## Material for this exercise
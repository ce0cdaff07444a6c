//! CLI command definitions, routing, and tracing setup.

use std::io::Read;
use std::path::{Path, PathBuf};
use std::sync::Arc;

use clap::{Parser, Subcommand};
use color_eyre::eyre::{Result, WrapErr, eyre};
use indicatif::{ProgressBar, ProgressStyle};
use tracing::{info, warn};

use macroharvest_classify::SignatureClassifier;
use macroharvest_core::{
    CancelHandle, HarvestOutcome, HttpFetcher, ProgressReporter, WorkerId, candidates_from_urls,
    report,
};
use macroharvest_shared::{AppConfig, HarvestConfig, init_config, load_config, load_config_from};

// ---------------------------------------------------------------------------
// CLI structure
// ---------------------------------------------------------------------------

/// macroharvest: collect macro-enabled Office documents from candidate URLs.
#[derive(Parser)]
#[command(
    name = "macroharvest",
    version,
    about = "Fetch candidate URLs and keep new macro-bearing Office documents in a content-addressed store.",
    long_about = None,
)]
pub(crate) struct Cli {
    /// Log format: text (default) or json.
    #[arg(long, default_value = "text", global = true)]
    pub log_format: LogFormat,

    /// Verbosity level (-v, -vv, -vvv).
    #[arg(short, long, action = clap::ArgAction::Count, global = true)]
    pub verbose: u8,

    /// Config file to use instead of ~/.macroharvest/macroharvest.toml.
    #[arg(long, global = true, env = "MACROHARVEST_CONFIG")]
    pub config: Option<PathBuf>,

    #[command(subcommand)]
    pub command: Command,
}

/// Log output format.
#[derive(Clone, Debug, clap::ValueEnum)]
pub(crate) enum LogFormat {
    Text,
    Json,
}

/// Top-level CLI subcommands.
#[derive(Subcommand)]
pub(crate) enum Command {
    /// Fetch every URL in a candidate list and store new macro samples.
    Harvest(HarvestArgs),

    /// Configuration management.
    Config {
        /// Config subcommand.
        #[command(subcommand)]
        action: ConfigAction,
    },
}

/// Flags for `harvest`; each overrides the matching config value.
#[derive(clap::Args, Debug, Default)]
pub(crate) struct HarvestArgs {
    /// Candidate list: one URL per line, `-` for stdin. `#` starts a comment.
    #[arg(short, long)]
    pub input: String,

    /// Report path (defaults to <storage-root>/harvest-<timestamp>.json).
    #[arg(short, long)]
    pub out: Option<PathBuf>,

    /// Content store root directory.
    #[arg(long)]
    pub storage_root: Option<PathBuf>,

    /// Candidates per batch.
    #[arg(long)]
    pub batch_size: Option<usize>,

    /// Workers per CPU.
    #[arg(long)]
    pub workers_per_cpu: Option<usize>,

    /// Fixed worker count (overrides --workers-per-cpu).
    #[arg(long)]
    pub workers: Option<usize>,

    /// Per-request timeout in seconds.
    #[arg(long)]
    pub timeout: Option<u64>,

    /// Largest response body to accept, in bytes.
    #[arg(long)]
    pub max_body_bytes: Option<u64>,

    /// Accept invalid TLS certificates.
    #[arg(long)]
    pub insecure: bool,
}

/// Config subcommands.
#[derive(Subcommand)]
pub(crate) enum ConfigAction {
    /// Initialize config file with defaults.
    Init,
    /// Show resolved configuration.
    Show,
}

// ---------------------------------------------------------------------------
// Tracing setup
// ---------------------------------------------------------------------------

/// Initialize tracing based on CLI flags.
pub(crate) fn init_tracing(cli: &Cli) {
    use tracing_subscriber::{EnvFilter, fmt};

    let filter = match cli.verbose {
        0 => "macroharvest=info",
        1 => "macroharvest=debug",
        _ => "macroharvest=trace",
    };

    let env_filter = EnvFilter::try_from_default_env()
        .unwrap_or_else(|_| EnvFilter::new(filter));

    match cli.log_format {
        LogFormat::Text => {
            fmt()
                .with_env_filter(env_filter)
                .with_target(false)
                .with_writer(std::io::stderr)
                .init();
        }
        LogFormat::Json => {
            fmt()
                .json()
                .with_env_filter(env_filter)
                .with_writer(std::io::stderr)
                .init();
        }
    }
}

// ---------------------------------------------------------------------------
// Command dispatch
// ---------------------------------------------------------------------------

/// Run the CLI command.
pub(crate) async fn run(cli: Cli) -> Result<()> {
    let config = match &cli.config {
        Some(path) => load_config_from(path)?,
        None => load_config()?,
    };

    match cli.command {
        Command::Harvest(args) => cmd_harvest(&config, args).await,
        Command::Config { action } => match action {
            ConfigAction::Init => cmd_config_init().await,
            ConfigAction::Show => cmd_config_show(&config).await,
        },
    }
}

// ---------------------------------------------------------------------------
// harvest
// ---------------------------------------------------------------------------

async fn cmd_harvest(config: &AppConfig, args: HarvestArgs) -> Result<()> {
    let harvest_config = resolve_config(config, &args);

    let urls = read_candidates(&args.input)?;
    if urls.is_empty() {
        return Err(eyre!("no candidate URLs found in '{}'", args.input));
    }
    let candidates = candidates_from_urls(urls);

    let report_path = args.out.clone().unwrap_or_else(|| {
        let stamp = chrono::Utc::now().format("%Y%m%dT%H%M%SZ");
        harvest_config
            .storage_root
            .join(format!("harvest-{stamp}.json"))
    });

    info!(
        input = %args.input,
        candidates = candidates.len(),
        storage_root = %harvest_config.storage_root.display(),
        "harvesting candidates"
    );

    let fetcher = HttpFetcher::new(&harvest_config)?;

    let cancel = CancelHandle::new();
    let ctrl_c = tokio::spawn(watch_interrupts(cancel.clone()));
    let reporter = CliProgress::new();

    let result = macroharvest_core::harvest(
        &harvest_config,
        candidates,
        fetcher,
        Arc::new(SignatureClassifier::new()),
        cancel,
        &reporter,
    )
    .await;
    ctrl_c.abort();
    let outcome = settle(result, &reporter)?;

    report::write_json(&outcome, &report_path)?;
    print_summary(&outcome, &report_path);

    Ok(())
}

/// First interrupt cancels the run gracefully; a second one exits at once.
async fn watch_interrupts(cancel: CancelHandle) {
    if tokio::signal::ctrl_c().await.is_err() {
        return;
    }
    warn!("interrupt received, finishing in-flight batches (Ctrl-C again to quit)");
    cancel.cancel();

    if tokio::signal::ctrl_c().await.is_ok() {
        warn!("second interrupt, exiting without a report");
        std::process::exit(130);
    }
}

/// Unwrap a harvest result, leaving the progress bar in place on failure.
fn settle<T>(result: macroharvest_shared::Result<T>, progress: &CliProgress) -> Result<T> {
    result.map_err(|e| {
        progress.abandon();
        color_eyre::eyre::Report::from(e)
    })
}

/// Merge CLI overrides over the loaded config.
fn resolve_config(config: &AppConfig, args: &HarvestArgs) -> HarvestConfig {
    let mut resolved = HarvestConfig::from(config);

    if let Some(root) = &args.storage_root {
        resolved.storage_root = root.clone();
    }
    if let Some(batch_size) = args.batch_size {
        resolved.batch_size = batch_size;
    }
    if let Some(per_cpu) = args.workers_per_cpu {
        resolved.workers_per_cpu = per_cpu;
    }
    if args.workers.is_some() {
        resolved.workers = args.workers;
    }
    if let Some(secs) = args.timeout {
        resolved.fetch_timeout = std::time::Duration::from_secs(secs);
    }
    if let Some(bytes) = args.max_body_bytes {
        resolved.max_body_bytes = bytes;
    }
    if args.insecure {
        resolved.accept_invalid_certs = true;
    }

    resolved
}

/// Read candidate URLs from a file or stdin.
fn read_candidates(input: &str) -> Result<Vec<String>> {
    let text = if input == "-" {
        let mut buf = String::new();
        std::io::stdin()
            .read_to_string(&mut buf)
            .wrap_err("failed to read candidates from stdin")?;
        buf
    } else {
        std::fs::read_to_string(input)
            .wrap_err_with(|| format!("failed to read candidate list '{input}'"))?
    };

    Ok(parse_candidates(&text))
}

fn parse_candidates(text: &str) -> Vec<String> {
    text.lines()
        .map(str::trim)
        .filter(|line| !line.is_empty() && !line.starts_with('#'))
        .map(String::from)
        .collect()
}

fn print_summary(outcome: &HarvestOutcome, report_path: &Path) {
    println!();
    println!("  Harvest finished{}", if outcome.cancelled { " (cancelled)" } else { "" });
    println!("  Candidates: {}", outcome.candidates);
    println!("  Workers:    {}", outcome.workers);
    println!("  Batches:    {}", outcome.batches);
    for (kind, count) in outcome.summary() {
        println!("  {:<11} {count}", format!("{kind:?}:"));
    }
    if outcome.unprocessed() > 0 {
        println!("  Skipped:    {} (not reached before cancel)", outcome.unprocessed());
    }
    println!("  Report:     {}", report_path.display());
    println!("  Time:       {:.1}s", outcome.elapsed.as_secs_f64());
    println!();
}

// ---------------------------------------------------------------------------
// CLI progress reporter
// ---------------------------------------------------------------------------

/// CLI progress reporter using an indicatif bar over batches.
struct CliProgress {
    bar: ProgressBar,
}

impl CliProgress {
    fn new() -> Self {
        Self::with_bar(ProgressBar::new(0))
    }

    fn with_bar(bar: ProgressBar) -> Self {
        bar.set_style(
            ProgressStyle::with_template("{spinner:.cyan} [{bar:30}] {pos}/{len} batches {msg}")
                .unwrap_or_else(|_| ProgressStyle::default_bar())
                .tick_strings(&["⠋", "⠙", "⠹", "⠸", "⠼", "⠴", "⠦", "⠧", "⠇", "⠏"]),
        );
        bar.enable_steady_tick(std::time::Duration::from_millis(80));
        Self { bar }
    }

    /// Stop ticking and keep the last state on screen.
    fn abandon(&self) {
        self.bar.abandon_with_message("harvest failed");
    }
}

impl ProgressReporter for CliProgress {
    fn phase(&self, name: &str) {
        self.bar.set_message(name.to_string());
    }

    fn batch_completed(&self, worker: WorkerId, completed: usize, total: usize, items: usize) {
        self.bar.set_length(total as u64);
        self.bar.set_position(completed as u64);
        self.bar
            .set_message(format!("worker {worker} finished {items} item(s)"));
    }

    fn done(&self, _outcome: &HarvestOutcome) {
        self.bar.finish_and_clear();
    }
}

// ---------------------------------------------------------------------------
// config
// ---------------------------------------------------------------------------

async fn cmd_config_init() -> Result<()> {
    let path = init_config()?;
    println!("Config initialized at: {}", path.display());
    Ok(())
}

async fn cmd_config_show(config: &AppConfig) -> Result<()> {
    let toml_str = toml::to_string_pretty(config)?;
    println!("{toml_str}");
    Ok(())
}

## Exercise requirements
Return exactly the leading lines of the listing, stopping after the line in which "matching config value." occurs.

## Response area
repository ce0cdaff07444a6c
//! CLI command definitions, routing, and tracing setup.

use std::io::Read;
use std::path::{Path, PathBuf};
use std::sync::Arc;

use clap::{Parser, Subcommand};
use color_eyre::eyre::{Result, WrapErr, eyre};
use indicatif::{ProgressBar, ProgressStyle};
use tracing::{info, warn};

use macroharvest_classify::SignatureClassifier;
use macroharvest_core::{
    CancelHandle, HarvestOutcome, HttpFetcher, ProgressReporter, WorkerId, candidates_from_urls,
    report,
};
use macroharvest_shared::{AppConfig, HarvestConfig, init_config, load_config, load_config_from};

// ---------------------------------------------------------------------------
// CLI structure
// ---------------------------------------------------------------------------

/// macroharvest: collect macro-enabled Office documents from candidate URLs.
#[derive(Parser)]
#[command(
    name = "macroharvest",
    version,
    about = "Fetch candidate URLs and keep new macro-bearing Office documents in a content-addressed store.",
    long_about = None,
)]
pub(crate) struct Cli {
    /// Log format: text (default) or json.
    #[arg(long, default_value = "text", global = true)]
    pub log_format: LogFormat,

    /// Verbosity level (-v, -vv, -vvv).
    #[arg(short, long, action = clap::ArgAction::Count, global = true)]
    pub verbose: u8,

    /// Config file to use instead of ~/.macroharvest/macroharvest.toml.
    #[arg(long, global = true, env = "MACROHARVEST_CONFIG")]
    pub config: Option<PathBuf>,

    #[command(subcommand)]
    pub command: Command,
}

/// Log output format.
#[derive(Clone, Debug, clap::ValueEnum)]
pub(crate) enum LogFormat {
    Text,
    Json,
}

/// Top-level CLI subcommands.
#[derive(Subcommand)]
pub(crate) enum Command {
    /// Fetch every URL in a candidate list and store new macro samples.
    Harvest(HarvestArgs),

    /// Configuration management.
    Config {
        /// Config subcommand.
        #[command(subcommand)]
        action: ConfigAction,
    },
}

/// Flags for `harvest`; each overrides the matching config value.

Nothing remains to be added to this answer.